Но Яша Гробман, сын художника Михаила Гробмана, посадил меня в свою машину и отвёз в Иерусалим. В такой Иерусалим, который я с тех пор и люблю, в квартал Абу-Тор, в Шейх-Джаррах. Мы поднялись на Храмовую гору, прошли по Виа Долороса, были у Стены Плача. Потом заехали в гости к Яшиному однокласснику-марокканцу на улице Дерех-Хеврон, его семья говорила со мной на очень изысканном французском. И как-то вштырило меня: вот этот Иерусалим – среда обитания, которая никакого отношения к левосоциалистическому Тель-Авиву явно не имеет.

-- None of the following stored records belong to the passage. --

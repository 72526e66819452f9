//! In-memory [`StateStore`] backed by a `tokio::sync::RwLock` over a
//! `HashMap`, with a `BTreeMap`-indexed timeout index for O(log N)
//! expiry scans.

use std::collections::{BTreeMap, HashMap};
use std::sync::Arc;
use std::time::Duration;

use async_trait::async_trait;
use tokio::sync::RwLock;
use tokio::time::Instant;

use relaymux_state::{CasResult, KeyKind, StateError, StateKey, StateStore};

#[derive(Debug, Clone)]
struct Entry {
    value: String,
    version: u64,
    expires_at: Option<Instant>,
}

/// An in-process [`StateStore`]. Single-instance only: nothing here is
/// replicated, so a clustered deployment gossips mutations between peers
/// at the cluster layer while each peer keeps its own store.
#[derive(Debug, Default)]
pub struct MemoryStateStore {
    entries: Arc<RwLock<HashMap<String, Entry>>>,
    /// Canonical key -> expiry epoch-ms, kept sorted by expiry for
    /// `get_expired`.
    timeouts: Arc<RwLock<BTreeMap<i64, Vec<String>>>>,
}

impl MemoryStateStore {
    #[must_use]
    pub fn new() -> Self {
        Self::default()
    }

    fn is_live(entry: &Entry) -> bool {
        entry.expires_at.is_none_or(|at| at > Instant::now())
    }
}

#[async_trait]
impl StateStore for MemoryStateStore {
    async fn check_and_set(
        &self,
        key: &StateKey,
        value: &str,
        ttl: Option<Duration>,
    ) -> Result<bool, StateError> {
        let mut entries = self.entries.write().await;
        let canonical = key.canonical();
        if let Some(existing) = entries.get(&canonical)
            && Self::is_live(existing)
        {
            return Ok(false);
        }
        entries.insert(
            canonical,
            Entry {
                value: value.to_string(),
                version: 1,
                expires_at: ttl.map(|d| Instant::now() + d),
            },
        );
        Ok(true)
    }

    async fn get(&self, key: &StateKey) -> Result<Option<String>, StateError> {
        let entries = self.entries.read().await;
        Ok(entries
            .get(&key.canonical())
            .filter(|e| Self::is_live(e))
            .map(|e| e.value.clone()))
    }

    async fn set(&self, key: &StateKey, value: &str, ttl: Option<Duration>) -> Result<(), StateError> {
        let mut entries = self.entries.write().await;
        let canonical = key.canonical();
        let version = entries.get(&canonical).map_or(0, |e| e.version) + 1;
        entries.insert(
            canonical,
            Entry {
                value: value.to_string(),
                version,
                expires_at: ttl.map(|d| Instant::now() + d),
            },
        );
        Ok(())
    }

    async fn delete(&self, key: &StateKey) -> Result<bool, StateError> {
        let mut entries = self.entries.write().await;
        Ok(entries.remove(&key.canonical()).is_some())
    }

    async fn compare_and_swap(
        &self,
        key: &StateKey,
        expected_version: u64,
        new_value: &str,
        ttl: Option<Duration>,
    ) -> Result<CasResult, StateError> {
        let mut entries = self.entries.write().await;
        let canonical = key.canonical();
        let current_version = entries.get(&canonical).map_or(0, |e| e.version);
        if current_version != expected_version {
            return Ok(CasResult::Conflict {
                current_value: entries.get(&canonical).map(|e| e.value.clone()),
                current_version,
            });
        }
        entries.insert(
            canonical,
            Entry {
                value: new_value.to_string(),
                version: current_version + 1,
                expires_at: ttl.map(|d| Instant::now() + d),
            },
        );
        Ok(CasResult::Ok)
    }

    async fn scan_keys(
        &self,
        kind: KeyKind,
        prefix: Option<&str>,
    ) -> Result<Vec<(String, String)>, StateError> {
        let entries = self.entries.read().await;
        let kind_prefix = format!("{kind}:");
        Ok(entries
            .iter()
            .filter(|(k, v)| {
                k.starts_with(&kind_prefix)
                    && Self::is_live(v)
                    && prefix.is_none_or(|p| k[kind_prefix.len()..].starts_with(p))
            })
            .map(|(k, v)| (k.clone(), v.value.clone()))
            .collect())
    }

    async fn index_timeout(&self, key: &StateKey, expires_at_ms: i64) -> Result<(), StateError> {
        let mut timeouts = self.timeouts.write().await;
        timeouts.entry(expires_at_ms).or_default().push(key.canonical());
        Ok(())
    }

    async fn remove_timeout_index(&self, key: &StateKey) -> Result<(), StateError> {
        let mut timeouts = self.timeouts.write().await;
        let canonical = key.canonical();
        timeouts.retain(|_, keys| {
            keys.retain(|k| k != &canonical);
            !keys.is_empty()
        });
        Ok(())
    }

    async fn get_expired(&self, now_ms: i64) -> Result<Vec<String>, StateError> {
        let timeouts = self.timeouts.read().await;
        Ok(timeouts
            .range(..=now_ms)
            .flat_map(|(_, keys)| keys.iter().cloned())
            .collect())
    }
}

#[cfg(test)]
mod tests {
    use super::*;
    use relaymux_state::run_store_conformance_tests;

    #[tokio::test]
    async fn satisfies_store_conformance_suite() {
        let store = MemoryStateStore::new();
        run_store_conformance_tests(&store).await.unwrap();
    }

    #[tokio::test]
    async fn scan_keys_filters_by_kind_and_prefix() {
        let store = MemoryStateStore::new();
        store
            .set(&StateKey::new(KeyKind::Silence, "a-1"), "x", None)
            .await
            .unwrap();
        store
            .set(&StateKey::new(KeyKind::Silence, "b-1"), "y", None)
            .await
            .unwrap();
        store
            .set(&StateKey::new(KeyKind::Nflog, "a-1"), "z", None)
            .await
            .unwrap();

        let silences = store.scan_keys(KeyKind::Silence, None).await.unwrap();
        assert_eq!(silences.len(), 2);

        let filtered = store.scan_keys(KeyKind::Silence, Some("a-")).await.unwrap();
        assert_eq!(filtered.len(), 1);
    }

    #[tokio::test]
    async fn ttl_expires_entries() {
        let store = MemoryStateStore::new();
        let key = StateKey::new(KeyKind::Silence, "short-lived");
        store.set(&key, "v", Some(Duration::from_millis(1))).await.unwrap();
        tokio::time::sleep(Duration::from_millis(20)).await;
        assert!(store.get(&key).await.unwrap().is_none());
    }

    #[tokio::test]
    async fn timeout_index_returns_expired_keys_in_order() {
        let store = MemoryStateStore::new();
        let a = StateKey::new(KeyKind::Group, "a");
        let b = StateKey::new(KeyKind::Group, "b");
        store.index_timeout(&a, 100).await.unwrap();
        store.index_timeout(&b, 200).await.unwrap();

        let expired = store.get_expired(150).await.unwrap();
        assert_eq!(expired, vec![a.canonical()]);

        store.remove_timeout_index(&a).await.unwrap();
        let expired = store.get_expired(1000).await.unwrap();
        assert_eq!(expired, vec![b.canonical()]);
    }
}
//! Inhibition engine: suppresses a candidate alert when another
//! currently-firing alert matches one of the candidate's inhibition
//! rules on its source side and the two agree on the rule's `equal`
//! labels.

use std::collections::HashMap;

use relaymux_core::matcher::all_match;
use relaymux_core::{Alert, Fingerprint, InhibitRule, Labels};

/// Projection of an alert's labels onto a rule's `equal` list, used as
/// the bucket key for that rule's source index.
fn projection_key(labels: &Labels, equal: &[String]) -> String {
    let mut projected = Labels::new();
    for name in equal {
        projected.insert(name.clone(), labels.get_or_empty(name));
    }
    projected.fingerprint()
}

#[derive(Debug, Default)]
struct RuleIndex {
    /// projection fingerprint -> source alerts contributing to it
    buckets: HashMap<String, HashMap<Fingerprint, ()>>,
}

/// Maintains, per inhibition rule, an index of currently-firing alerts
/// matching that rule's source side, bucketed by their projection onto
/// the rule's `equal` labels.
pub struct InhibitionEngine {
    rules: Vec<InhibitRule>,
    indexes: Vec<RuleIndex>,
}

impl InhibitionEngine {
    #[must_use]
    pub fn new(rules: Vec<InhibitRule>) -> Self {
        let indexes = rules.iter().map(|_| RuleIndex::default()).collect();
        Self { rules, indexes }
    }

    /// Refresh this alert's membership in every rule's source index, based
    /// on its current firing status. Call whenever an alert's status
    /// changes (new firing alert, or merge that changes labels/status).
    pub fn update(&mut self, alert: &Alert) {
        let firing = matches!(alert.status(), relaymux_core::AlertStatus::Firing);
        for (rule, index) in self.rules.iter().zip(self.indexes.iter_mut()) {
            let eligible = firing && all_match(&rule.source_matchers, &alert.labels);
            let key = projection_key(&alert.labels, &rule.equal);
            if eligible {
                index.buckets.entry(key).or_default().insert(alert.fingerprint(), ());
            } else {
                remove_from_all_buckets(index, &alert.fingerprint());
            }
        }
    }

    /// Remove an alert from every rule's index, e.g. once it has been
    /// garbage-collected from the provider.
    pub fn remove(&mut self, fingerprint: &Fingerprint) {
        for index in &mut self.indexes {
            remove_from_all_buckets(index, fingerprint);
        }
    }

    /// Whether `candidate` is currently inhibited by some other firing
    /// alert under any configured rule.
    #[must_use]
    pub fn is_inhibited(&self, candidate: &Alert) -> bool {
        let candidate_fp = candidate.fingerprint();
        for (rule, index) in self.rules.iter().zip(self.indexes.iter()) {
            if !all_match(&rule.target_matchers, &candidate.labels) {
                continue;
            }
            let key = projection_key(&candidate.labels, &rule.equal);
            if let Some(bucket) = index.buckets.get(&key)
                && bucket.keys().any(|fp| fp != &candidate_fp)
            {
                return true;
            }
        }
        false
    }
}

fn remove_from_all_buckets(index: &mut RuleIndex, fingerprint: &Fingerprint) {
    for bucket in index.buckets.values_mut() {
        bucket.remove(fingerprint);
    }
    index.buckets.retain(|_, b| !b.is_empty());
}
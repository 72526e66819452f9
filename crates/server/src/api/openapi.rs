use super::health::HealthResponse;
use super::ingestion::{IngestAlert, IngestResponse};
use super::silence::{CreateSilenceRequest, MatcherDto, SilenceResponse};
use super::status::{ConfigSnapshot, PeerSnapshot, ReceiverSnapshot, StatusResponse};

#[derive(utoipa::OpenApi)]
#[openapi(
    info(
        title = "RelayMux API",
        version = "0.1.0",
        description = "HTTP API for the RelayMux alert routing and notification gateway. Ingest alerts, manage silences, and inspect cluster status.",
        license(name = "Apache-2.0")
    ),
    tags(
        (name = "Health", description = "Service liveness"),
        (name = "Ingestion", description = "Alert ingestion and current alert listing"),
        (name = "Silence", description = "Silence CRUD"),
        (name = "Status", description = "Cluster membership, uptime, and configuration snapshot"),
    ),
    paths(
        super::health::health,
        super::ingestion::post_alerts,
        super::ingestion::list_alerts,
        super::silence::create_silence,
        super::silence::update_silence,
        super::silence::list_silences,
        super::silence::get_silence,
        super::silence::expire_silence,
        super::status::status,
    ),
    components(schemas(
        HealthResponse,
        IngestAlert,
        IngestResponse,
        MatcherDto,
        CreateSilenceRequest,
        SilenceResponse,
        ReceiverSnapshot,
        ConfigSnapshot,
        PeerSnapshot,
        StatusResponse,
    ))
)]
pub struct ApiDoc;
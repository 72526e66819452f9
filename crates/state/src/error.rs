use thiserror::Error;

#[derive(Debug, Error)]
pub enum StateError {
    #[error("backend error: {0}")]
    Backend(String),

    #[error("serialization error: {0}")]
    Serialization(String),

    #[error("checksum mismatch on snapshot load: {0}")]
    Corruption(String),
}
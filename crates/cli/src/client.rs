//! Thin HTTP client for the RelayMux server's ingestion, silence, and
//! status APIs. Collapses what would elsewhere be a separate client
//! crate plus an ops layer on top of it into one module, since this
//! gateway's wire surface is three resources wide rather than twenty.

use std::time::Duration;

use chrono::{DateTime, Utc};
use reqwest::Client;
use serde::{Deserialize, Serialize};
use thiserror::Error;
use uuid::Uuid;

const DEFAULT_TIMEOUT: Duration = Duration::from_secs(30);

#[derive(Debug, Error)]
pub enum Error {
    #[error("failed to reach server: {0}")]
    Connection(String),

    #[error("failed to decode server response: {0}")]
    Deserialization(String),

    #[error("server returned {status}: {message}")]
    Api { status: u16, message: String },
}

/// One alert as returned by `GET /api/v2/alerts`.
#[derive(Debug, Clone, Deserialize, Serialize)]
pub struct AlertView {
    pub labels: std::collections::BTreeMap<String, String>,
    #[serde(default)]
    pub annotations: std::collections::BTreeMap<String, String>,
    pub starts_at: DateTime<Utc>,
    pub ends_at: Option<DateTime<Utc>>,
    pub updated_at: DateTime<Utc>,
    #[serde(default)]
    pub timeout: bool,
}

/// Wire shape of a silence matcher, matching the Silence API's
/// `{name, value, isRegex, isEqual}` fields.
#[derive(Debug, Clone, Serialize, Deserialize)]
pub struct MatcherView {
    pub name: String,
    pub value: String,
    #[serde(rename = "isRegex", default)]
    pub is_regex: bool,
    #[serde(rename = "isEqual", default = "default_true")]
    pub is_equal: bool,
}

fn default_true() -> bool {
    true
}

#[derive(Debug, Clone, Serialize)]
pub struct CreateSilenceRequest {
    pub matchers: Vec<MatcherView>,
    pub starts_at: DateTime<Utc>,
    pub ends_at: DateTime<Utc>,
    pub created_by: String,
    pub comment: String,
}

#[derive(Debug, Clone, Serialize, Deserialize)]
pub struct SilenceView {
    pub id: Uuid,
    pub matchers: Vec<MatcherView>,
    pub starts_at: DateTime<Utc>,
    pub ends_at: DateTime<Utc>,
    pub updated_at: DateTime<Utc>,
    pub created_by: String,
    pub comment: String,
    pub status: String,
}

#[derive(Debug, Serialize, Deserialize)]
pub struct StatusView {
    pub started_at: DateTime<Utc>,
    pub uptime_seconds: i64,
    pub cluster_position: usize,
    pub peer_count: usize,
    pub active_alert_count: usize,
    pub active_group_count: usize,
    pub config: serde_json::Value,
}

#[derive(Debug, Deserialize)]
struct ErrorBody {
    error: String,
}

/// HTTP client for one RelayMux server instance.
#[derive(Debug, Clone)]
pub struct RelayMuxClient {
    http: Client,
    base_url: String,
}

impl RelayMuxClient {
    #[must_use]
    pub fn new(base_url: impl Into<String>) -> Self {
        let http = Client::builder().timeout(DEFAULT_TIMEOUT).build().unwrap_or_default();
        Self { http, base_url: base_url.into().trim_end_matches('/').to_string() }
    }

    pub async fn health(&self) -> Result<bool, Error> {
        let response = self
            .http
            .get(format!("{}/health", self.base_url))
            .send()
            .await
            .map_err(|e| Error::Connection(e.to_string()))?;
        Ok(response.status().is_success())
    }

    pub async fn list_alerts(&self) -> Result<Vec<AlertView>, Error> {
        self.get(&format!("{}/api/v2/alerts", self.base_url)).await
    }

    pub async fn post_alerts(&self, alerts: &serde_json::Value) -> Result<serde_json::Value, Error> {
        self.post(&format!("{}/api/v2/alerts", self.base_url), alerts).await
    }

    pub async fn list_silences(&self) -> Result<Vec<SilenceView>, Error> {
        self.get(&format!("{}/api/v2/silences", self.base_url)).await
    }

    pub async fn get_silence(&self, id: Uuid) -> Result<SilenceView, Error> {
        self.get(&format!("{}/api/v2/silences/{id}", self.base_url)).await
    }

    pub async fn create_silence(&self, req: &CreateSilenceRequest) -> Result<SilenceView, Error> {
        self.post(&format!("{}/api/v2/silences", self.base_url), req).await
    }

    pub async fn update_silence(&self, id: Uuid, req: &CreateSilenceRequest) -> Result<SilenceView, Error> {
        let response = self
            .http
            .put(format!("{}/api/v2/silences/{id}", self.base_url))
            .json(req)
            .send()
            .await
            .map_err(|e| Error::Connection(e.to_string()))?;
        Self::check_status(response).await
    }

    pub async fn expire_silence(&self, id: Uuid) -> Result<SilenceView, Error> {
        let response = self
            .http
            .delete(format!("{}/api/v2/silences/{id}", self.base_url))
            .send()
            .await
            .map_err(|e| Error::Connection(e.to_string()))?;
        Self::check_status(response).await
    }

    pub async fn status(&self) -> Result<StatusView, Error> {
        self.get(&format!("{}/api/v2/status", self.base_url)).await
    }

    async fn get<T: for<'de> Deserialize<'de>>(&self, url: &str) -> Result<T, Error> {
        let response = self.http.get(url).send().await.map_err(|e| Error::Connection(e.to_string()))?;
        Self::check_status(response).await
    }

    async fn post<B: Serialize, T: for<'de> Deserialize<'de>>(&self, url: &str, body: &B) -> Result<T, Error> {
        let response = self.http.post(url).json(body).send().await.map_err(|e| Error::Connection(e.to_string()))?;
        Self::check_status(response).await
    }

    async fn check_status<T: for<'de> Deserialize<'de>>(response: reqwest::Response) -> Result<T, Error> {
        let status = response.status();
        if status.is_success() {
            response.json::<T>().await.map_err(|e| Error::Deserialization(e.to_string()))
        } else {
            let message = response
                .json::<ErrorBody>()
                .await
                .map(|b| b.error)
                .unwrap_or_else(|_| status.canonical_reason().unwrap_or("request failed").to_string());
            Err(Error::Api { status: status.as_u16(), message })
        }
    }
}
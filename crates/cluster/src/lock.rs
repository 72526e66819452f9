use std::time::Duration;

use relaymux_state::{KeyKind, StateKey, StateStore};

/// A TTL'd ownership token used to elect a single peer to run the
/// anti-entropy pull on a given tick, so a cluster doesn't have every
/// peer hammering the same random target at once. Grounded on the same
/// `check_and_set`-with-TTL pattern a replicated coordinator lock uses:
/// whoever creates the key first holds it until it expires.
pub struct AntiEntropyLock<'a> {
    state: &'a dyn StateStore,
    key: StateKey,
}

impl<'a> AntiEntropyLock<'a> {
    #[must_use]
    pub fn new(state: &'a dyn StateStore) -> Self {
        Self { state, key: StateKey::new(KeyKind::ClusterLock, "anti-entropy-coordinator") }
    }

    /// Attempt to become the coordinator for this tick. Returns `true` if
    /// this call acquired the token.
    ///
    /// # Errors
    ///
    /// Returns a state-store error on a backend failure.
    pub async fn try_acquire(&self, holder: &str, ttl: Duration) -> Result<bool, relaymux_state::StateError> {
        self.state.check_and_set(&self.key, holder, Some(ttl)).await
    }
}
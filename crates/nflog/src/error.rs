use thiserror::Error;

#[derive(Debug, Error)]
pub enum NflogError {
    #[error("not found: {0}")]
    NotFound(String),

    #[error(transparent)]
    State(#[from] relaymux_state::StateError),

    #[error("corrupt snapshot entry: {0}")]
    Corruption(String),
}
use thiserror::Error;

#[derive(Debug, Error)]
pub enum NotifyError {
    #[error("invalid payload: {0}")]
    InvalidPayload(String),

    #[error("request to notification endpoint timed out")]
    Timeout,

    #[error("notification endpoint rate-limited this request")]
    RateLimited,

    #[error("connection error: {0}")]
    Connection(String),

    #[error("notification endpoint rejected the request: {0}")]
    Rejected(String),

    #[error("configuration error: {0}")]
    Configuration(String),
}

impl NotifyError {
    /// Whether a caller should back off and try the same send again, as
    /// opposed to giving up until the next scheduled flush. Malformed
    /// payloads and configuration mistakes won't fix themselves on retry.
    #[must_use]
    pub fn is_retryable(&self) -> bool {
        !matches!(self, Self::InvalidPayload(_) | Self::Configuration(_))
    }
}

impl From<reqwest::Error> for NotifyError {
    fn from(err: reqwest::Error) -> Self {
        if err.is_timeout() {
            Self::Timeout
        } else {
            Self::Connection(err.to_string())
        }
    }
}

Это было через пару лет после начала Первой интифады, люди из Тель-Авива в Иерусалим в ту пору вообще не ездили, не позволяли себе ступить на «незаконно оккупированные палестинские территории». А я посмотрел на Иерусалим без всей этой троцкистской шелухи – и увидел совершенно другое: 3000 лет нашей истории, среди которой нормально живут нормальные люди. По древним европейским столицам с их пресловутыми памятниками ходишь, как по музеям. Можно туда эмигрировать, но это будет чужая жизнь среди чужих людей. А вот посмотрел я на Иерусалим, и открылась мне своя жизнь среди своих людей. Нормальные люди, с высшим образованием, с хорошим английским или французским, с достижениями на мировом уровне в медицине, кибернетике, в сельском хозяйстве. Не комплексуя перед «бедными обездоленными палестинцами», не бросая камни в других евреев, не ненавидя их. Просто живут. И я бы мог, как они.